AIM OF THE EXERCISE: The number of lines below that contain the word "Parser" is all that the answer should hold.

....

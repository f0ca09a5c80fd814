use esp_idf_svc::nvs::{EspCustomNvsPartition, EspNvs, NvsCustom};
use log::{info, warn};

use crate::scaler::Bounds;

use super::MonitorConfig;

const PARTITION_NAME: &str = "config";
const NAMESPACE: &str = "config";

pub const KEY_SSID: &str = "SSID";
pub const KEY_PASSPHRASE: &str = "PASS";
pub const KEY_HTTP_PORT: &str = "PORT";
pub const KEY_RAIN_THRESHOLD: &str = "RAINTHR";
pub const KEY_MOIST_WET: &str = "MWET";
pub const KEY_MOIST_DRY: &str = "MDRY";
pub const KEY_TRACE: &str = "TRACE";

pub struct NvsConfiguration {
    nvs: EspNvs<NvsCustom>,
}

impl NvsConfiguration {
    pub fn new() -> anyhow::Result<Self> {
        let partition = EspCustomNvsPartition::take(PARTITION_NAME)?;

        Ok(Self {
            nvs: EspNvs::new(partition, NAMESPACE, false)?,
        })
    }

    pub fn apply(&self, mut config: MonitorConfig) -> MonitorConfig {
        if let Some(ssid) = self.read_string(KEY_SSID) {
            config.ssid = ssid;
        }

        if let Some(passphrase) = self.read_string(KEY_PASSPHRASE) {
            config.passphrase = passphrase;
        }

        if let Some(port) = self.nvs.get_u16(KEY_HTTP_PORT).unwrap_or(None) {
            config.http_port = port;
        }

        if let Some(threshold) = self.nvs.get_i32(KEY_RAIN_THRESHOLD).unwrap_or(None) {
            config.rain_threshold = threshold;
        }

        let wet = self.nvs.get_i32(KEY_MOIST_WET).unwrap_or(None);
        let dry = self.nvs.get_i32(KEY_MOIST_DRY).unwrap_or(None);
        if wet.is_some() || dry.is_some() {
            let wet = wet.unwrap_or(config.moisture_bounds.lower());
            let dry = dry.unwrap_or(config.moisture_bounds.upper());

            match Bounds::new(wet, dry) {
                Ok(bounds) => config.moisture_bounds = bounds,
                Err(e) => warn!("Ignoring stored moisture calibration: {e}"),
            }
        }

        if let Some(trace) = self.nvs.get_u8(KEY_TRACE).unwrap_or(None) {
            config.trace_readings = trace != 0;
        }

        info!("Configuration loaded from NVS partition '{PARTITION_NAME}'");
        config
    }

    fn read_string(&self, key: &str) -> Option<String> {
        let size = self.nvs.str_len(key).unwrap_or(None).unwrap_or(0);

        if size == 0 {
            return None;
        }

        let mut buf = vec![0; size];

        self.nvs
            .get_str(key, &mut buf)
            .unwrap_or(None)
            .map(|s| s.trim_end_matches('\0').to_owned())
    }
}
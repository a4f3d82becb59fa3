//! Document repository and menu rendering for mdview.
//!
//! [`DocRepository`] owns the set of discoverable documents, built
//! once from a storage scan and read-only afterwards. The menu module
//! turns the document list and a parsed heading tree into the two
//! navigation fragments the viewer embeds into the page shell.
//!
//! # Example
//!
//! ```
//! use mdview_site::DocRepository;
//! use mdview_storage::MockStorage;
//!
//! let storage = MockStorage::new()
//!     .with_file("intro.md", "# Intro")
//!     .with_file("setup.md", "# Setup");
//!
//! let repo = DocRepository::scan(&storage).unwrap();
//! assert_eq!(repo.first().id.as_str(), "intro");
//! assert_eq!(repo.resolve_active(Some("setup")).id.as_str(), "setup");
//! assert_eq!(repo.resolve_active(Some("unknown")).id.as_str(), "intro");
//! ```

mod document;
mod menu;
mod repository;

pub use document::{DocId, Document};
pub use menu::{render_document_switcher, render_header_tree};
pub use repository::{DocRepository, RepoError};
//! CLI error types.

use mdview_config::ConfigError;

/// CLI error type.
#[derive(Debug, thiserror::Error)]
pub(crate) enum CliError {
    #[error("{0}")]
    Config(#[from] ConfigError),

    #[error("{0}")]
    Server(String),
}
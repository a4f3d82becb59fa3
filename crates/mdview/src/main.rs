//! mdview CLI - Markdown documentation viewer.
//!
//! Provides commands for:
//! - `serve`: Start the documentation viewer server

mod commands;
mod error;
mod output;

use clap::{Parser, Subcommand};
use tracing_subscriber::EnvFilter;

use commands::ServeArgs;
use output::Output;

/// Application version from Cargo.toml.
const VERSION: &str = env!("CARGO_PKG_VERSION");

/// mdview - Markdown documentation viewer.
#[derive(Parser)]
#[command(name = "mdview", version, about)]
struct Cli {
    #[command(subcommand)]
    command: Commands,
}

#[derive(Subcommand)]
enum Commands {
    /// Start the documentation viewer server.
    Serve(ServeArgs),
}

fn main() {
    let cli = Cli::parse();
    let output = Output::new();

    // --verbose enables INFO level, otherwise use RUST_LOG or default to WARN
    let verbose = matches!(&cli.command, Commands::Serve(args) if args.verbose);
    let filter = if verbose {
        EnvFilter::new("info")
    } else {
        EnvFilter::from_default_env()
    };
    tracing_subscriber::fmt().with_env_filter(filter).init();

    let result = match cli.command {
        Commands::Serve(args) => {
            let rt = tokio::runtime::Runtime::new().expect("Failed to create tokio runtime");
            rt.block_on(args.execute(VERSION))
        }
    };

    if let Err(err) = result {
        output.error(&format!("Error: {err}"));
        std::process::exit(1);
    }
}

....

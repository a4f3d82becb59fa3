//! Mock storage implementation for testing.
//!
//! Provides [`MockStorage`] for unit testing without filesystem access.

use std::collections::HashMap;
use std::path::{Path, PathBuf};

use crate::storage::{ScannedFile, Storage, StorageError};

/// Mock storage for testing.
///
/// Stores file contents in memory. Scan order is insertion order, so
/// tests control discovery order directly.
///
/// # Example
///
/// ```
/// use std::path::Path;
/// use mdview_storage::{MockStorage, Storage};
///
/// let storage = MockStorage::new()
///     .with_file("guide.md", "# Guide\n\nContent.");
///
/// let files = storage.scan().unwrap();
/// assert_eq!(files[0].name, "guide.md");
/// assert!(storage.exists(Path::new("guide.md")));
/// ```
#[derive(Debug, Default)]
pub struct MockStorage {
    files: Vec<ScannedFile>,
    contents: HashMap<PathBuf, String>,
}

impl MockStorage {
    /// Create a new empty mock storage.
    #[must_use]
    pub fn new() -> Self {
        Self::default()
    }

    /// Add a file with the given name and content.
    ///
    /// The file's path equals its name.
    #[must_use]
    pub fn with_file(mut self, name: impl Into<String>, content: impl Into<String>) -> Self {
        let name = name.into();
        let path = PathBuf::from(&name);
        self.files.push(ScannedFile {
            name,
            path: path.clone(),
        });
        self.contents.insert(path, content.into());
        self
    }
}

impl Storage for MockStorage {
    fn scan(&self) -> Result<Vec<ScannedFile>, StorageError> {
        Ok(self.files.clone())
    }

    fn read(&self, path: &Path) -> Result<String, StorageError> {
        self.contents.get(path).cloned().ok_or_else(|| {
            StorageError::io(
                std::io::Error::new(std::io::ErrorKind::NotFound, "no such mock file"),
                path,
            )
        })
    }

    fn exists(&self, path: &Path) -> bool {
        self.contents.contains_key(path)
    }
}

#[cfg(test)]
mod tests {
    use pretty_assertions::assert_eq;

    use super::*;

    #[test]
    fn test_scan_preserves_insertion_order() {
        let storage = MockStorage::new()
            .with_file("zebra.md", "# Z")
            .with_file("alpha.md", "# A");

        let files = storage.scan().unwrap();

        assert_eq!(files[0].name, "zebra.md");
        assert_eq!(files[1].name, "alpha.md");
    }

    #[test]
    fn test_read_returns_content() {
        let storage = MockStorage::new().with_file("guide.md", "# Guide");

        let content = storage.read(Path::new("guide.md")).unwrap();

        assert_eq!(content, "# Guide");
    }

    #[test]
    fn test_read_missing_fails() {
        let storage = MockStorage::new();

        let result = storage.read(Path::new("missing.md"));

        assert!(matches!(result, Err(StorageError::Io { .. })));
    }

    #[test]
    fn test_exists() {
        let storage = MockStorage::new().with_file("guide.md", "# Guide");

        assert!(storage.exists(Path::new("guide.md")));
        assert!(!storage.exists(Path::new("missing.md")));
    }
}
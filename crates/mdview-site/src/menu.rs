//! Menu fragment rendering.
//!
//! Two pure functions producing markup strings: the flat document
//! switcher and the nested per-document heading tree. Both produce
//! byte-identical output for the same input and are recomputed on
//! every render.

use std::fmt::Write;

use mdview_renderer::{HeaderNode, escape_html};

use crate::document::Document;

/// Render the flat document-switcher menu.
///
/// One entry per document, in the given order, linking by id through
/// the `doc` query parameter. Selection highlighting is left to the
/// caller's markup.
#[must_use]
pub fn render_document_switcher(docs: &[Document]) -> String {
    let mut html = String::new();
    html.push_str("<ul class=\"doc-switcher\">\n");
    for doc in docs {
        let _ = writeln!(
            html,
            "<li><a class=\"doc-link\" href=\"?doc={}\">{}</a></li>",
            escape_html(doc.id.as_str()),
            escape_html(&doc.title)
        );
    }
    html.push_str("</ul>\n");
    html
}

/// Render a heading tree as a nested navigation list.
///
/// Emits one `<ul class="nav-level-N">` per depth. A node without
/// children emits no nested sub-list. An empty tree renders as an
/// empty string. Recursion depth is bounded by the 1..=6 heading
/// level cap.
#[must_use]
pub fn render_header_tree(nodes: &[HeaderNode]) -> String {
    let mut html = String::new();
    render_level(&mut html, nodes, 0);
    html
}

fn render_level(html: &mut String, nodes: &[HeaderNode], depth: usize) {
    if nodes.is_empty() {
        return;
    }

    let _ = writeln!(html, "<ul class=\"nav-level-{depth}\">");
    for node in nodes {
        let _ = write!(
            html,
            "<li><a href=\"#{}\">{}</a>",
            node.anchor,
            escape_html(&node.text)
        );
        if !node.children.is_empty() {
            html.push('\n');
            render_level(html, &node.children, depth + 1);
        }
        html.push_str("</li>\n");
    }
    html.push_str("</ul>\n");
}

....

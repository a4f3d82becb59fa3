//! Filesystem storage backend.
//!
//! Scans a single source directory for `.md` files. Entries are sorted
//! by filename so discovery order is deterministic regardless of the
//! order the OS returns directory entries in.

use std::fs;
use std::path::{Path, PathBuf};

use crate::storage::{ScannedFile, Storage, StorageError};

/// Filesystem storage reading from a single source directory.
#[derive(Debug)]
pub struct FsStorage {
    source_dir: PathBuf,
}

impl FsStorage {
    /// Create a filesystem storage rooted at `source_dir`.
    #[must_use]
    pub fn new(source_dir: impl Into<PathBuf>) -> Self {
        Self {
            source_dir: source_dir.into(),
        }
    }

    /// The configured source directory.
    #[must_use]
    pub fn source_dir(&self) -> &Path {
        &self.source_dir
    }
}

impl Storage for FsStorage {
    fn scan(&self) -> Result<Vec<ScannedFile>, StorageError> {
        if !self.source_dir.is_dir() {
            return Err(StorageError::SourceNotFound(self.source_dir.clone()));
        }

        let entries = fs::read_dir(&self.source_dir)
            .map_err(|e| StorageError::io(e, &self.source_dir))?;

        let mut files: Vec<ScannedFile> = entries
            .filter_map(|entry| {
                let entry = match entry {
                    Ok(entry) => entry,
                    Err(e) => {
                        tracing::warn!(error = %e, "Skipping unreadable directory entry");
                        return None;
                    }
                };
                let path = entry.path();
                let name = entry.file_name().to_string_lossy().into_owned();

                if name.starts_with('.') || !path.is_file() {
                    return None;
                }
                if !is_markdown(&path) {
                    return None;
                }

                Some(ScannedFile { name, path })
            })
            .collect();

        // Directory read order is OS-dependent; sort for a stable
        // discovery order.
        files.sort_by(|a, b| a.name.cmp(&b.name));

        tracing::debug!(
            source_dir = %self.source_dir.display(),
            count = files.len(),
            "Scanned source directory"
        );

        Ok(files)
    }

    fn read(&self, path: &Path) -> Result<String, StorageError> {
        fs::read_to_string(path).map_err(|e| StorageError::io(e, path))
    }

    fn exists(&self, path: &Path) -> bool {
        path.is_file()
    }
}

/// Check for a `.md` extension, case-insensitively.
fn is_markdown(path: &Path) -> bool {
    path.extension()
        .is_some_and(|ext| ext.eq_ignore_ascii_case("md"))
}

....

WRITTEN ANSWER: 2